(Problem) The response must contain all of the entries, each one repeated exactly.

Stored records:
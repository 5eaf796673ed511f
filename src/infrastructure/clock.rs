//! Clock adapters for time operations.
//!
//! Provides SystemClock implementation for production use.
//!
//! # Testing
//!
//! See `MockClock` (in `crate::infrastructure::mocks`) for a controllable test clock.
//! Available with the `test-helpers` feature or in test builds:
//!
//! ```toml
//! [dev-dependencies]
//! api-throttle = { version = "*", features = ["test-helpers"] }
//! ```

use crate::application::ports::Clock;
use std::time::{SystemTime, UNIX_EPOCH};

/// System clock reading wall-clock time.
///
/// A clock set before the Unix epoch reads as zero.
#[derive(Debug, Clone, Copy, Default)]
pub struct SystemClock;

impl SystemClock {
    /// Create a new system clock.
    pub fn new() -> Self {
        Self
    }
}

impl Clock for SystemClock {
    fn now_millis(&self) -> u64 {
        SystemTime::now()
            .duration_since(UNIX_EPOCH)
            .map(|d| d.as_millis().try_into().unwrap_or(u64::MAX))
            .unwrap_or(0)
    }
}
//! IP plus user limiting.
//!
//! Every request is counted against its source address. Authenticated
//! requests are also counted against the user, and both windows must admit
//! the request.

use crate::application::window::{Ticket, WindowCounter};
use crate::domain::context::UserContext;
use crate::domain::endpoint::Endpoint;
use crate::domain::result::{CombinedRateLimitResult, RateLimitConfig};

/// Runs the IP-scoped and user-scoped window checks for one request.
#[derive(Debug, Clone)]
pub struct CombinedLimiter {
    windows: WindowCounter,
}

impl CombinedLimiter {
    pub fn new(windows: WindowCounter) -> Self {
        Self { windows }
    }

    /// Check one request against both scopes.
    ///
    /// The IP window is `ip:<addr>:<endpoint>` and always runs; the user
    /// window `user:<id>:<endpoint>` runs only for authenticated callers
    /// with an id. The role multiplier applies to both scopes.
    pub fn check_combined(
        &self,
        endpoint: &Endpoint,
        ip_config: &RateLimitConfig,
        user_config: &RateLimitConfig,
        context: &UserContext,
    ) -> CombinedRateLimitResult {
        self.admit(endpoint, ip_config, user_config, context).0
    }

    pub(crate) fn admit(
        &self,
        endpoint: &Endpoint,
        ip_config: &RateLimitConfig,
        user_config: &RateLimitConfig,
        context: &UserContext,
    ) -> (CombinedRateLimitResult, Vec<Ticket>) {
        let mut tickets = Vec::with_capacity(2);

        let ip_key = context.ip_key();
        let (ip, ticket) = self.windows.admit(
            &format!("{}:{}", ip_key, endpoint),
            &ip_key,
            ip_config,
            context.role,
        );
        tickets.extend(ticket);

        let user = context.user_key().map(|user_key| {
            let (result, ticket) = self.windows.admit(
                &format!("{}:{}", user_key, endpoint),
                &user_key,
                user_config,
                context.role,
            );
            tickets.extend(ticket);
            result
        });

        (CombinedRateLimitResult::merge(ip, user), tickets)
    }
}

(Written reply)
repository 5eaf796673ed511f
filename src/infrastructure/clock.rs
//! Clock adapters for time operations.
//!
//! Provides SystemClock implementation for production use.
//!
//! # Testing
//!
//! See `MockClock` (in `crate::infrastructure::mocks`) for a controllable test clock.
//! Available with the `test-helpers` feature or in test builds:
//!
//! ```toml
//! [dev-dependencies]
//! api-throttle = { version = "*", features = ["test-helpers"] }
//! ```

use crate::application::ports::Clock;
use std::time::{SystemTime, UNIX_EPOCH};

/// System clock reading wall-clock time.
///
/// A clock set before the Unix epoch reads as zero.
#[derive(Debug, Clone, Copy, Default)]
pub struct SystemClock;

impl SystemClock {
    /// Create a new system clock.
    pub fn new() -> Self {
        Self
    }
}

impl Clock for SystemClock {
    fn now_millis(&self) -> u64 {
        SystemTime::now()
            .duration_since(UNIX_EPOCH)
            .map(|d| d.as_millis().try_into().unwrap_or(u64::MAX))
            .unwrap_or(0)
    }
}
//! IP plus user limiting.
//!
//! Every request is counted against its source address. Authenticated
//! requests are also counted against the user, and both windows must admit
//! the request.

use crate::application::window::{Ticket, WindowCounter};
use crate::domain::context::UserContext;
use crate::domain::endpoint::Endpoint;
use crate::domain::result::{CombinedRateLimitResult, RateLimitConfig};

/// Runs the IP-scoped and user-scoped window checks for one request.
#[derive(Debug, Clone)]
pub struct CombinedLimiter {
    windows: WindowCounter,
}

impl CombinedLimiter {
    pub fn new(windows: WindowCounter) -> Self {
        Self { windows }
    }

    /// Check one request against both scopes.
    ///
    /// The IP window is `ip:<addr>:<endpoint>` and always runs; the user
    /// window `user:<id>:<endpoint>` runs only for authenticated callers
    /// with an id. The role multiplier applies to both scopes.
    pub fn check_combined(
        &self,
        endpoint: &Endpoint,
        ip_config: &RateLimitConfig,
        user_config: &RateLimitConfig,
        context: &UserContext,
    ) -> CombinedRateLimitResult {
        self.admit(endpoint, ip_config, user_config, context).0
    }

    pub(crate) fn admit(
        &self,
        endpoint: &Endpoint,
        ip_config: &RateLimitConfig,
        user_config: &RateLimitConfig,
        context: &UserContext,
    ) -> (CombinedRateLimitResult, Vec<Ticket>) {
        let mut tickets = Vec::with_capacity(2);

        let ip_key = context.ip_key();
        let (ip, ticket) = self.windows.admit(
            &format!("{}:{}", ip_key, endpoint),
            &ip_key,
            ip_config,
            context.role,
        );
        tickets.extend(ticket);

        let user = context.user_key().map(|user_key| {
            let (result, ticket) = self.windows.admit(
                &format!("{}:{}", user_key, endpoint),
                &user_key,
                user_config,
                context.role,
            );
            tickets.extend(ticket);
            result
        });

        (CombinedRateLimitResult::merge(ip, user), tickets)
    }
}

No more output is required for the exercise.